El gobierno expansionista y fundamentalista de Israel también plantea algo inaceptable. Sin decirlo expresamente, califica de hipócrita y antisemita cuestionar la guerra en Gaza y declarar solidaridad con los civiles judíos masacrados en las aldeas agrícolas de producción cooperativa.
No hay que ser antisemita para repudiar el pogromo sanguinario de octubre y también denunciar la tragedia que causan los bombardeos israelíes, reclamando que se detengan y que se permita el ingreso de alimentos y medicamentos al territorio arrasado.
El antisemitismo es un retorcimiento demasiado abyecto como para dejar que lo banalicen un gobernante acusado de corrupción y sus aliados ultra-religiosos por usarlo en beneficio propio.
Estados árabes y también estados musulmanes centroasiáticos castigan con masacres las disidencias internas. Lo hizo la monarquía hachemita de Jordania en 1970, aniquilando 10 mil palestinos en los campos de refugiados cercanos a Ammán. Saddam Hussein masacró kurdos iraquíes con armas químicas y, con artillería, a los chiitas del sur. Lo mismo han hecho varios regímenes musulmanes de Asia Central. En Oriente Medio, la última muestra está en Siria, donde Bashar al Asad superó el nivel de exterminio alcanzado su sanguinario padre, Hafez al Asad, matando en 1982 a veinte mil civiles en la ciudad de Hama.
La diferencia es que aquellas rebeliones no ponían en peligro la existencia de Siria, si no la del régimen de la minoría alauita. En ningún país hay rebeliones y levantamientos armados con el objetivo de extinguirlo. En cambio Irán, Hamás, Hezbolá y los regímenes que los financian tienen como meta la desaparición de Israel.
Pero esa realidad no anula la criminalidad a la devastación causada por los bombardeos israelíes. Que mueran decenas de miles de civiles entre los cuales hay tantos miles de niños constituye, objetivamente, un crimen del cual no sólo es culpable el gobierno israelí por ordenar los bombardeos, sino también, incluso de peor manera, la organización que impera sobre Gaza, ya que el objetivo estratégico de sus ataques a Israel es, precisamente, que las respuestas israelíes arrasen vidas y hogares para que el mundo aborrezca al Estado israelí y a los judíos.
Por eso el pueblo gazatí siempre está a la intemperie, sin refugios ni escudos antiaéreos mientras Hamás se resguarda en sus túneles infinitos.

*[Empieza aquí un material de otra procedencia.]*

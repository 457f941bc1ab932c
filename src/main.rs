use std::sync::Arc;

use anyhow::anyhow;
use async_trait::async_trait;
use clap::Parser;
use tokio::{
    io::{AsyncBufReadExt, BufReader, Lines, Stdin},
    sync::Mutex,
};
use tokio_util::sync::CancellationToken;
use tonconnect_wallet::{
    dto::{SendTransactionRequest, TonNetwork, TransferMessage},
    interfaces::{ConnectionApproval, TransactionApproval, UnsignedTransfer},
    manifest::ManifestClient,
    utils::decode_hex32,
    vault::MemoryKeyVault,
    ApprovalUi, BridgeTransport, BridgeUpdate, Config, ConnectionController, HttpBridge, KeyVault,
    RequestDispatcher, SessionRegistry, Wallet, WalletAddress, WalletContract, WalletKind,
    WalletServices,
};
use tracing::{info, warn};
use tracing_subscriber::EnvFilter;

/// Connects a single key wallet to dapps from the command line.
#[derive(Parser)]
#[command(version, about)]
struct Args {
    /// Ed25519 seed of the wallet key, hex.
    #[arg(long, env = "TC_WALLET_SEED", value_parser = decode_hex32, hide_env_values = true)]
    seed: [u8; 32],

    /// Wallet address in raw form, `0:<hex>`.
    #[arg(long, env = "TC_WALLET_ADDRESS")]
    address: WalletAddress,

    /// Base64 BOC of the wallet's state init.
    #[arg(long, env = "TC_WALLET_STATE_INIT", default_value = "")]
    state_init: String,

    #[arg(long)]
    testnet: bool,

    /// `tc://` deeplinks or universal links to connect to.
    links: Vec<String>,
}

#[tokio::main]
async fn main() -> anyhow::Result<()> {
    tracing_subscriber::fmt()
        .with_env_filter(
            EnvFilter::try_from_default_env().unwrap_or_else(|_| EnvFilter::new("info")),
        )
        .init();

    let args = Args::parse();
    let config = Config::load()?;

    let wallet = Wallet {
        address: args.address,
        network: if args.testnet {
            TonNetwork::Testnet
        } else {
            TonNetwork::Mainnet
        },
        kind: WalletKind::Regular,
    };

    let vault = Arc::new(MemoryKeyVault::new());
    vault.insert_key(wallet.address, args.seed);
    let services = WalletServices {
        vault: Arc::clone(&vault) as Arc<dyn KeyVault>,
        contract: Arc::new(ConfiguredContract {
            state_init: args.state_init,
        }),
        approval: Arc::new(StdinApproval::new()),
    };

    let relay = HttpBridge::new(&config.bridge_url, config.http_timeout)?;
    let (bridge, events) = BridgeTransport::new(Arc::new(relay), config.retry_delay);
    let registry = Arc::new(SessionRegistry::new(Arc::clone(&vault) as Arc<dyn KeyVault>));
    let dispatcher = Arc::new(RequestDispatcher::new(
        services.clone(),
        Arc::clone(&registry),
        bridge.clone(),
        config.max_messages,
        config.message_ttl,
    ));
    let controller = ConnectionController::new(
        config.clone(),
        services,
        ManifestClient::new(config.http_timeout)?,
        Arc::clone(&registry),
        Arc::clone(&dispatcher),
        bridge.clone(),
    );

    let shutdown = CancellationToken::new();
    tokio::spawn(Arc::clone(&dispatcher).run(events, shutdown.clone()));
    tokio::spawn(log_bridge_state(bridge.clone(), shutdown.clone()));

    controller.restore(&wallet).await?;
    for link in &args.links {
        match controller.connect(&wallet, link).await {
            Ok(record) => info!(dapp = %record.manifest.url, "connected"),
            Err(e) => warn!(error = %e, "connect failed"),
        }
    }

    tokio::signal::ctrl_c().await?;
    info!("shutting down");
    shutdown.cancel();
    bridge.stop();
    Ok(())
}

async fn log_bridge_state(bridge: BridgeTransport, shutdown: CancellationToken) {
    let mut updates = bridge.subscribe();
    loop {
        tokio::select! {
            _ = shutdown.cancelled() => return,
            update = updates.recv() => match update {
                Ok(BridgeUpdate::State(state)) => info!(?state, "bridge state"),
                Ok(BridgeUpdate::Event(_)) => {}
                Err(tokio::sync::broadcast::error::RecvError::Lagged(_)) => {}
                Err(tokio::sync::broadcast::error::RecvError::Closed) => return,
            },
        }
    }
}

/// Asks on the terminal. Answers are read line by line, one prompt at a time.
struct StdinApproval {
    lines: Mutex<Lines<BufReader<Stdin>>>,
}

impl StdinApproval {
    fn new() -> Self {
        Self {
            lines: Mutex::new(BufReader::new(tokio::io::stdin()).lines()),
        }
    }

    async fn ask(&self, question: String) -> bool {
        let mut lines = self.lines.lock().await;
        println!("{question} [y/N]");
        match lines.next_line().await {
            Ok(Some(answer)) => matches!(answer.trim(), "y" | "Y" | "yes"),
            _ => false,
        }
    }
}

#[async_trait]
impl ApprovalUi for StdinApproval {
    async fn approve_connection(&self, request: &ConnectionApproval) -> bool {
        let proof = if request.proof_requested {
            " and prove ownership"
        } else {
            ""
        };
        self.ask(format!(
            "Connect {} to {} ({}){proof}?",
            request.wallet, request.manifest.name, request.manifest.url
        ))
        .await
    }

    async fn approve_transaction(&self, request: &TransactionApproval) -> bool {
        self.ask(format!(
            "{} asks to send {} message(s), {} nanoton in total. Sign?",
            request.manifest.name,
            request.request.messages.len(),
            total_amount(&request.request.messages)
        ))
        .await
    }
}

/// Sum of the parsable amounts, saturating on absurd values.
fn total_amount(messages: &[TransferMessage]) -> u128 {
    messages
        .iter()
        .filter_map(|m| m.amount.parse::<u128>().ok())
        .fold(0u128, u128::saturating_add)
}

/// Knows the wallet's state init but has no cell codec for transfers.
struct ConfiguredContract {
    state_init: String,
}

#[async_trait]
impl WalletContract for ConfiguredContract {
    async fn state_init(&self, _: &Wallet) -> anyhow::Result<String> {
        Ok(self.state_init.clone())
    }

    async fn build_transfer(
        &self,
        wallet: &Wallet,
        _: &SendTransactionRequest,
    ) -> anyhow::Result<UnsignedTransfer> {
        Err(anyhow!("building transfers for {} needs a cell codec", wallet.address))
    }

    async fn send_signed(
        &self,
        _: &Wallet,
        _: UnsignedTransfer,
        _: [u8; 64],
    ) -> anyhow::Result<String> {
        Err(anyhow!("no transfer to send"))
    }
}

Esa es la encrucijada que plantea esta guerra. Ningún Estado al que países y organizaciones enemigas le desconocen derecho a existir y procuran destruirlo, dejaría sin respuesta un ataque como el del pasado octubre. Eso lo mostraría vulnerable y alentaría más ataques.
Pero que se puedan discutir las razones, no implica que no sea un crimen. Y es probable que, además de un crimen, sea un error. Aunque eso no hace menos criminal a Hamás y al antisemitismo que insufla la guerra en Gaza.
Como el sionismo es el nacionalismo judío que impulsó la creación y defiende la existencia de Israel, proclamarse anti-sionista como están haciendo los estudiantes norteamericanos en sus protestas, implica promover la desaparición de Israel. Y eso es antisemita.